● **Exercise**:
Beginning with the line that holds "filename src/lib.rs" in the data below, give again every line through the one that holds "and track it", exactly as written.

[Stored data]
———
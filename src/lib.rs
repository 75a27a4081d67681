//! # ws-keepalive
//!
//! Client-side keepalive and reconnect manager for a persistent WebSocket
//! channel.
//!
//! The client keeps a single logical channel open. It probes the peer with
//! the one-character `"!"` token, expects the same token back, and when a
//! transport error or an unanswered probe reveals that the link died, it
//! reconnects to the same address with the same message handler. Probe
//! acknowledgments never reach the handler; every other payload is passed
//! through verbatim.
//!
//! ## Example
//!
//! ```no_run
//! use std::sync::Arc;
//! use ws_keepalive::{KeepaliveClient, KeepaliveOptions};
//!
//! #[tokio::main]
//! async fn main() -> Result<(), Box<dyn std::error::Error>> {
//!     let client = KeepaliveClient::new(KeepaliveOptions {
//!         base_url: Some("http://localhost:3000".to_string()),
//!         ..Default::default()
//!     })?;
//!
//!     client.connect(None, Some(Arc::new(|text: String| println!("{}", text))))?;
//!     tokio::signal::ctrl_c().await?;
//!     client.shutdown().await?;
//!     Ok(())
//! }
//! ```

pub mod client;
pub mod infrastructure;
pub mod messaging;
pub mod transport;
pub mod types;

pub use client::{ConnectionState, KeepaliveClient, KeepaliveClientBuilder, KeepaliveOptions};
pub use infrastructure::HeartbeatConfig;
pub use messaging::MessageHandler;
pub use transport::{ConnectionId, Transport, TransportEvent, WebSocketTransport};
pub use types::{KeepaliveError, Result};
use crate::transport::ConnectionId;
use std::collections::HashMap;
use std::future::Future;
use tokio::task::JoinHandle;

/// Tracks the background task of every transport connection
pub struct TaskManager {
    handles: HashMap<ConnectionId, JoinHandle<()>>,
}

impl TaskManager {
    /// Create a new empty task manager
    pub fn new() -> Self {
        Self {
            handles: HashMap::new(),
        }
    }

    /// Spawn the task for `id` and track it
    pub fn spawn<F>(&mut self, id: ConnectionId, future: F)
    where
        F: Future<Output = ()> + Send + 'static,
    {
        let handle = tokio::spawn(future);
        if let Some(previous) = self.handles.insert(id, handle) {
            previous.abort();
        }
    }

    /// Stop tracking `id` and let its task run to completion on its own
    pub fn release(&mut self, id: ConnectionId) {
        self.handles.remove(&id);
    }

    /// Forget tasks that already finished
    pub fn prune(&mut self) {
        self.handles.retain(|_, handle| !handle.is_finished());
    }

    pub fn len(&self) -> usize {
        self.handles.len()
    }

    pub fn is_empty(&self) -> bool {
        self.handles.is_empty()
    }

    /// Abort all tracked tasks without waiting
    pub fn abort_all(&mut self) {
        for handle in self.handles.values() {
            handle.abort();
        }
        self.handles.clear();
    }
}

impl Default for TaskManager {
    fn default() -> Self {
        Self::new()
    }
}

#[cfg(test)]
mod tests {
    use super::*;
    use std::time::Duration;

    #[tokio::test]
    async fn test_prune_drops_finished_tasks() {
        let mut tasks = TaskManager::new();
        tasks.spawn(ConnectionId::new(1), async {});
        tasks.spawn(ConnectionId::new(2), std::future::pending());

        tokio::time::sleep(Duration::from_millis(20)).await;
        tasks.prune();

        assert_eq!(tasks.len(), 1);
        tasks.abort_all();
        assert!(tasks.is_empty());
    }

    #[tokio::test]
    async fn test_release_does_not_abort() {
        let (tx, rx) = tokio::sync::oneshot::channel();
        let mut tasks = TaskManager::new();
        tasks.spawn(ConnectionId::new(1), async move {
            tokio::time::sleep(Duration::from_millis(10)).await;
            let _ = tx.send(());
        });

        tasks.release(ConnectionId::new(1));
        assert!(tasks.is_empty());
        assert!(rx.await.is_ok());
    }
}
———
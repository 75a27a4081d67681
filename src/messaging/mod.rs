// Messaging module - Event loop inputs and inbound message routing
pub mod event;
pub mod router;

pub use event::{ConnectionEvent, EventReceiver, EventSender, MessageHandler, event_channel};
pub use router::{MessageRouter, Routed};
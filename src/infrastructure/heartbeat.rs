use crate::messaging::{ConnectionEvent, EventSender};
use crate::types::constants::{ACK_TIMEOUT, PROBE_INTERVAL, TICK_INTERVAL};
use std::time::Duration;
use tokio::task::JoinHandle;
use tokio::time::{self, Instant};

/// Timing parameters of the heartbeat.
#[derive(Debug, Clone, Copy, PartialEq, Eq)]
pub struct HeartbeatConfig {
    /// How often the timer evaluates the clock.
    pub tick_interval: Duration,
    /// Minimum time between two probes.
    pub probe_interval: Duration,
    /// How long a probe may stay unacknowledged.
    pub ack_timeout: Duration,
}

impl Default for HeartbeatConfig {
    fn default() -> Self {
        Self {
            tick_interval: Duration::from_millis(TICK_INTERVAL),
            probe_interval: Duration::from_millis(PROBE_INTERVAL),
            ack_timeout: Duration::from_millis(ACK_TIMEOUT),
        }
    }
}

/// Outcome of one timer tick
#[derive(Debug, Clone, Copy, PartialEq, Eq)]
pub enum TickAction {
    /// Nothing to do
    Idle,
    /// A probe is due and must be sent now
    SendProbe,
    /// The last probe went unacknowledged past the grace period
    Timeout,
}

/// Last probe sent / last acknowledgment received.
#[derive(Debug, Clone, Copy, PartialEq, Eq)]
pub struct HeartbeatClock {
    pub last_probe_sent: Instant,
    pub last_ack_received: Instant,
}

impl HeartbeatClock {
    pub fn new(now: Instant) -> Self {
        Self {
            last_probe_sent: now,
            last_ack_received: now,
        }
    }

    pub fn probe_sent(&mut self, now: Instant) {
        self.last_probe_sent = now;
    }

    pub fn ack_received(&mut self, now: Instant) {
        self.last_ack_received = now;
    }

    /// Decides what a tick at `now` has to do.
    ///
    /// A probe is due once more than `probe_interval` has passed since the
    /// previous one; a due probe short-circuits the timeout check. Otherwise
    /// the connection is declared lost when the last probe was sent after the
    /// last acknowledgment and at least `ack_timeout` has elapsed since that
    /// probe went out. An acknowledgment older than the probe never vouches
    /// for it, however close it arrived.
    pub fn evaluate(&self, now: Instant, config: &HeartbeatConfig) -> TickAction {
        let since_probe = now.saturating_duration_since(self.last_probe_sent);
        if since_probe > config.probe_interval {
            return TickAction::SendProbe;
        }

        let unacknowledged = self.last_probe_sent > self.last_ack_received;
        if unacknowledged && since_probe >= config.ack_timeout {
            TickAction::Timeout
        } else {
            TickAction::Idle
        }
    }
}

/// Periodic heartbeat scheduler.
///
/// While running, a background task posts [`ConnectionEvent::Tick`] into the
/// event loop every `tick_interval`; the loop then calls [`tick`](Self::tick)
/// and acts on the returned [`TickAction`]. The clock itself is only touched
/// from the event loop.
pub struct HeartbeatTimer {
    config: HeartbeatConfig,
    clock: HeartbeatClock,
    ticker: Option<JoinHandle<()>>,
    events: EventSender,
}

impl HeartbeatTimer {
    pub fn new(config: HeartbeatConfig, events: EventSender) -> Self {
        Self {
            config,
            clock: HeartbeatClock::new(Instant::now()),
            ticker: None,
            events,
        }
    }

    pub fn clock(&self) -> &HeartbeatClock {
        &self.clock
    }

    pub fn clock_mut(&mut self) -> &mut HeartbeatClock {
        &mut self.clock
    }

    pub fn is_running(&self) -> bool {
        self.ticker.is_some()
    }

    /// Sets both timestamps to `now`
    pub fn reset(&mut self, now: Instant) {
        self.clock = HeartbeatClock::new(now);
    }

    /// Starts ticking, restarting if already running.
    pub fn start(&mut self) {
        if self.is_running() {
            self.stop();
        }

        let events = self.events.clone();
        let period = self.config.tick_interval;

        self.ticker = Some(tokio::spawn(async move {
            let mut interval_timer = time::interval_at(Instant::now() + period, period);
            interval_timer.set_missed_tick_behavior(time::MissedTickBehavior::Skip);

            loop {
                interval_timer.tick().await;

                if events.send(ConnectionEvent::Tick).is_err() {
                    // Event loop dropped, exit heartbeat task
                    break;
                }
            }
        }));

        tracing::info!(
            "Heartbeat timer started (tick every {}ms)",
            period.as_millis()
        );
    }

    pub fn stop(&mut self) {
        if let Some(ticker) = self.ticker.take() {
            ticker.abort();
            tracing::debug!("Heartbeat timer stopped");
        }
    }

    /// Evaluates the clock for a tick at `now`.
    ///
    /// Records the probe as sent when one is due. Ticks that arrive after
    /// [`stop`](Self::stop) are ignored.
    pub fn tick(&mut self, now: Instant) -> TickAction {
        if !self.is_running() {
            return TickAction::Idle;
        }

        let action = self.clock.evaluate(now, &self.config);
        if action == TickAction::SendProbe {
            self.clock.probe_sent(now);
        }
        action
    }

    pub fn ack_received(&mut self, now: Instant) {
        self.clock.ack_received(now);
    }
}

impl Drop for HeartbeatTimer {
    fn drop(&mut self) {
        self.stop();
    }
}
———
● **Result**:
filename src/lib.rs
repository 75a27a4081d67681
//! # ws-keepalive
//!
//! Client-side keepalive and reconnect manager for a persistent WebSocket
//! channel.
//!
//! The client keeps a single logical channel open. It probes the peer with
//! the one-character `"!"` token, expects the same token back, and when a
//! transport error or an unanswered probe reveals that the link died, it
//! reconnects to the same address with the same message handler. Probe
//! acknowledgments never reach the handler; every other payload is passed
//! through verbatim.
//!
//! ## Example
//!
//! ```no_run
//! use std::sync::Arc;
//! use ws_keepalive::{KeepaliveClient, KeepaliveOptions};
//!
//! #[tokio::main]
//! async fn main() -> Result<(), Box<dyn std::error::Error>> {
//!     let client = KeepaliveClient::new(KeepaliveOptions {
//!         base_url: Some("http://localhost:3000".to_string()),
//!         ..Default::default()
//!     })?;
//!
//!     client.connect(None, Some(Arc::new(|text: String| println!("{}", text))))?;
//!     tokio::signal::ctrl_c().await?;
//!     client.shutdown().await?;
//!     Ok(())
//! }
//! ```

pub mod client;
pub mod infrastructure;
pub mod messaging;
pub mod transport;
pub mod types;

pub use client::{ConnectionState, KeepaliveClient, KeepaliveClientBuilder, KeepaliveOptions};
pub use infrastructure::HeartbeatConfig;
pub use messaging::MessageHandler;
pub use transport::{ConnectionId, Transport, TransportEvent, WebSocketTransport};
pub use types::{KeepaliveError, Result};
use crate::transport::ConnectionId;
use std::collections::HashMap;
use std::future::Future;
use tokio::task::JoinHandle;

/// Tracks the background task of every transport connection
pub struct TaskManager {
    handles: HashMap<ConnectionId, JoinHandle<()>>,
}

impl TaskManager {
    /// Create a new empty task manager
    pub fn new() -> Self {
        Self {
            handles: HashMap::new(),
        }
    }

    /// Spawn the task for `id` and track it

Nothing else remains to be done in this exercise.